Task to carry out: Nothing is needed except the lines below that run from the one with "and canvas implementations" through the one with "the bottom edge", repeated exactly.

Records for this exercise:

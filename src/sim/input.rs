//! Held-key input flags
//!
//! Edge events from the host set or clear two flags; `tick` samples them once.

use serde::{Deserialize, Serialize};

/// Which direction keys are currently held
#[derive(Debug, Clone, Copy, Default, PartialEq, Eq, Serialize, Deserialize)]
pub struct InputState {
    pub left_held: bool,
    pub right_held: bool,
}

impl InputState {
    pub fn on_left_down(&mut self) {
        self.left_held = true;
    }

    pub fn on_left_up(&mut self) {
        self.left_held = false;
    }

    pub fn on_right_down(&mut self) {
        self.right_held = true;
    }

    pub fn on_right_up(&mut self) {
        self.right_held = false;
    }

    /// Horizontal paddle direction: -1, 0 or +1.
    ///
    /// Right wins when both keys are held; left is only consulted otherwise.
    pub fn direction(&self) -> f32 {
        if self.right_held {
            1.0
        } else if self.left_held {
            -1.0
        } else {
            0.0
        }
    }

    /// Release both keys
    pub fn clear(&mut self) {
        *self = Self::default();
    }
}
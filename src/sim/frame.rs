//! Draw command emitted once per tick
//!
//! A plain snapshot of what the renderer needs. Styling is the renderer's job.

use serde::{Deserialize, Serialize};

use super::state::{GameOutcome, GameState};

#[derive(Debug, Clone, Copy, PartialEq, Serialize, Deserialize)]
pub struct BallShape {
    pub x: f32,
    pub y: f32,
    pub radius: f32,
}

#[derive(Debug, Clone, Copy, PartialEq, Serialize, Deserialize)]
pub struct RectShape {
    pub x: f32,
    pub y: f32,
    pub width: f32,
    pub height: f32,
}

#[derive(Debug, Clone, Copy, PartialEq, Serialize, Deserialize)]
pub struct BrickShape {
    pub x: f32,
    pub y: f32,
    pub width: f32,
    pub height: f32,
    pub active: bool,
}

/// Everything needed to draw one frame
#[derive(Debug, Clone, PartialEq, Serialize, Deserialize)]
pub struct RenderFrame {
    pub arena_width: f32,
    pub arena_height: f32,
    pub ball: BallShape,
    pub paddle: RectShape,
    pub bricks: Vec<BrickShape>,
    pub score: u32,
    pub outcome: GameOutcome,
}

impl RenderFrame {
    pub fn capture(state: &GameState) -> Self {
        let brick_size = state.config.brick_size();
        Self {
            arena_width: state.arena.width,
            arena_height: state.arena.height,
            ball: BallShape {
                x: state.ball.pos.x,
                y: state.ball.pos.y,
                radius: state.ball.radius,
            },
            paddle: RectShape {
                x: state.paddle.x,
                y: state.paddle_y(),
                width: state.paddle.width,
                height: state.paddle.height,
            },
            bricks: state
                .bricks
                .iter()
                .map(|b| BrickShape {
                    x: b.pos.x,
                    y: b.pos.y,
                    width: brick_size.x,
                    height: brick_size.y,
                    active: b.active,
                })
                .collect(),
            score: state.score,
            outcome: state.outcome,
        }
    }

    /// Bricks still standing
    pub fn active_bricks(&self) -> impl Iterator<Item = &BrickShape> {
        self.bricks.iter().filter(|b| b.active)
    }
}

#[cfg(test)]
mod tests {
    use super::*;
    use crate::config::GameConfig;

    #[test]
    fn test_capture() {
        let mut state = GameState::new(&GameConfig::default());
        if let Some(brick) = state.bricks.get_mut(1, 1) {
            brick.active = false;
        }
        state.score = 1;

        let frame = RenderFrame::capture(&state);
        assert_eq!(frame.ball.x, 240.0);
        assert_eq!(frame.ball.radius, 10.0);
        assert_eq!(frame.paddle.y, 310.0);
        assert_eq!(frame.bricks.len(), 15);
        assert_eq!(frame.active_bricks().count(), 14);
        assert_eq!((frame.bricks[0].width, frame.bricks[0].height), (75.0, 20.0));
        assert_eq!(frame.score, 1);
        assert_eq!(frame.outcome, GameOutcome::Playing);
    }

    #[test]
    fn test_serializes_to_json() {
        let frame = RenderFrame::capture(&GameState::new(&GameConfig::default()));
        let json = serde_json::to_value(&frame).expect("serializable");
        assert_eq!(json["score"], 0);
        assert_eq!(json["outcome"], "Playing");
        assert_eq!(json["bricks"].as_array().map(|b| b.len()), Some(15));
    }
}
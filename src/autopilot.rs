//! Idle/demo mode - the computer holds the keys
//!
//! Produces the same held-key flags a player would, so the simulation can't
//! tell the difference.

use crate::sim::{GameState, InputState};

/// How many ticks ahead of the ball the paddle aims
const LEAD_TICKS: f32 = 4.0;

/// Hold left or right to keep the paddle center under the ball's near-future x
pub fn steer(state: &GameState) -> InputState {
    let paddle = &state.paddle;
    let center = paddle.x + paddle.width / 2.0;
    let target = state.ball.pos.x + state.ball.vel.x * LEAD_TICKS;
    let offset = target - center;

    let mut input = InputState::default();
    // Within one step: stay put rather than oscillate
    if offset > paddle.step {
        input.on_right_down();
    } else if offset < -paddle.step {
        input.on_left_down();
    }
    input
}

#[cfg(test)]
mod tests {
    use super::*;
    use crate::config::GameConfig;
    use crate::sim::{GameOutcome, tick};
    use glam::Vec2;

    #[test]
    fn test_steers_toward_ball() {
        let mut state = GameState::new(&GameConfig::default());
        state.ball.pos = Vec2::new(50.0, 200.0);
        assert!(steer(&state).left_held);

        state.ball.pos = Vec2::new(430.0, 200.0);
        assert!(steer(&state).right_held);
    }

    #[test]
    fn test_holds_still_when_aligned() {
        let mut state = GameState::new(&GameConfig::default());
        state.paddle.x = 200.0;
        state.ball.pos = Vec2::new(237.5 - 8.0, 200.0);
        state.ball.vel = Vec2::new(2.0, 2.0);
        assert_eq!(steer(&state), InputState::default());
    }

    #[test]
    fn test_never_misses() {
        let mut state = GameState::new(&GameConfig::default());
        for _ in 0..5000 {
            let input = steer(&state);
            if tick(&mut state, &input).outcome.is_terminal() {
                break;
            }
        }
        assert_ne!(state.outcome, GameOutcome::Lost);
        assert!(state.score > 0);
    }
}
//! Breakout - A single-screen brick breaker
//!
//! Core modules:
//! - `sim`: Fixed-tick simulation (ball, paddle, bricks, score, outcome)
//! - `config`: Layout constants and validation
//! - `scheduler`: Fixed timestep accumulator driving the tick
//! - `session`: Owns the live game, input flags and restart lifecycle
//! - `renderer`: Renderer trait plus text and canvas implementations
//! - `autopilot`: Idle/demo paddle controller

pub mod autopilot;
pub mod config;
pub mod renderer;
pub mod scheduler;
pub mod session;
pub mod sim;

pub use config::{ConfigError, GameConfig};
pub use session::Session;

/// Reference game constants (the classic 480x320 canvas layout)
pub mod consts {
    /// Simulation tick interval in milliseconds
    pub const TICK_INTERVAL_MS: f64 = 10.0;
    /// Maximum ticks run per host frame to prevent spiral of death
    pub const MAX_SUBSTEPS: u32 = 8;
    /// Largest host frame delta accepted by the scheduler (ms)
    pub const MAX_FRAME_DELTA_MS: f64 = 100.0;

    /// Arena dimensions
    pub const ARENA_WIDTH: f32 = 480.0;
    pub const ARENA_HEIGHT: f32 = 320.0;

    /// Ball defaults
    pub const BALL_RADIUS: f32 = 10.0;
    /// Distance of the starting ball center above the bottom edge
    pub const BALL_START_LIFT: f32 = 30.0;
    pub const BALL_DX: f32 = 2.0;
    pub const BALL_DY: f32 = -2.0;

    /// Paddle defaults
    pub const PADDLE_WIDTH: f32 = 75.0;
    pub const PADDLE_HEIGHT: f32 = 10.0;
    /// Pixels per tick while a direction key is held
    pub const PADDLE_STEP: f32 = 7.0;

    /// Brick grid defaults
    pub const BRICK_COLUMNS: u32 = 5;
    pub const BRICK_ROWS: u32 = 3;
    pub const BRICK_WIDTH: f32 = 75.0;
    pub const BRICK_HEIGHT: f32 = 20.0;
    pub const BRICK_PADDING: f32 = 10.0;
    pub const BRICK_OFFSET_TOP: f32 = 30.0;
    pub const BRICK_OFFSET_LEFT: f32 = 30.0;
}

Response:
//! - `renderer`: Renderer trait plus text and canvas implementations
//! - `autopilot`: Idle/demo paddle controller

pub mod autopilot;
pub mod config;
pub mod renderer;
pub mod scheduler;
pub mod session;
pub mod sim;

pub use config::{ConfigError, GameConfig};
pub use session::Session;

/// Reference game constants (the classic 480x320 canvas layout)
pub mod consts {
    /// Simulation tick interval in milliseconds
    pub const TICK_INTERVAL_MS: f64 = 10.0;
    /// Maximum ticks run per host frame to prevent spiral of death
    pub const MAX_SUBSTEPS: u32 = 8;
    /// Largest host frame delta accepted by the scheduler (ms)
    pub const MAX_FRAME_DELTA_MS: f64 = 100.0;

    /// Arena dimensions
    pub const ARENA_WIDTH: f32 = 480.0;
    pub const ARENA_HEIGHT: f32 = 320.0;

    /// Ball defaults
    pub const BALL_RADIUS: f32 = 10.0;
    /// Distance of the starting ball center above the bottom edge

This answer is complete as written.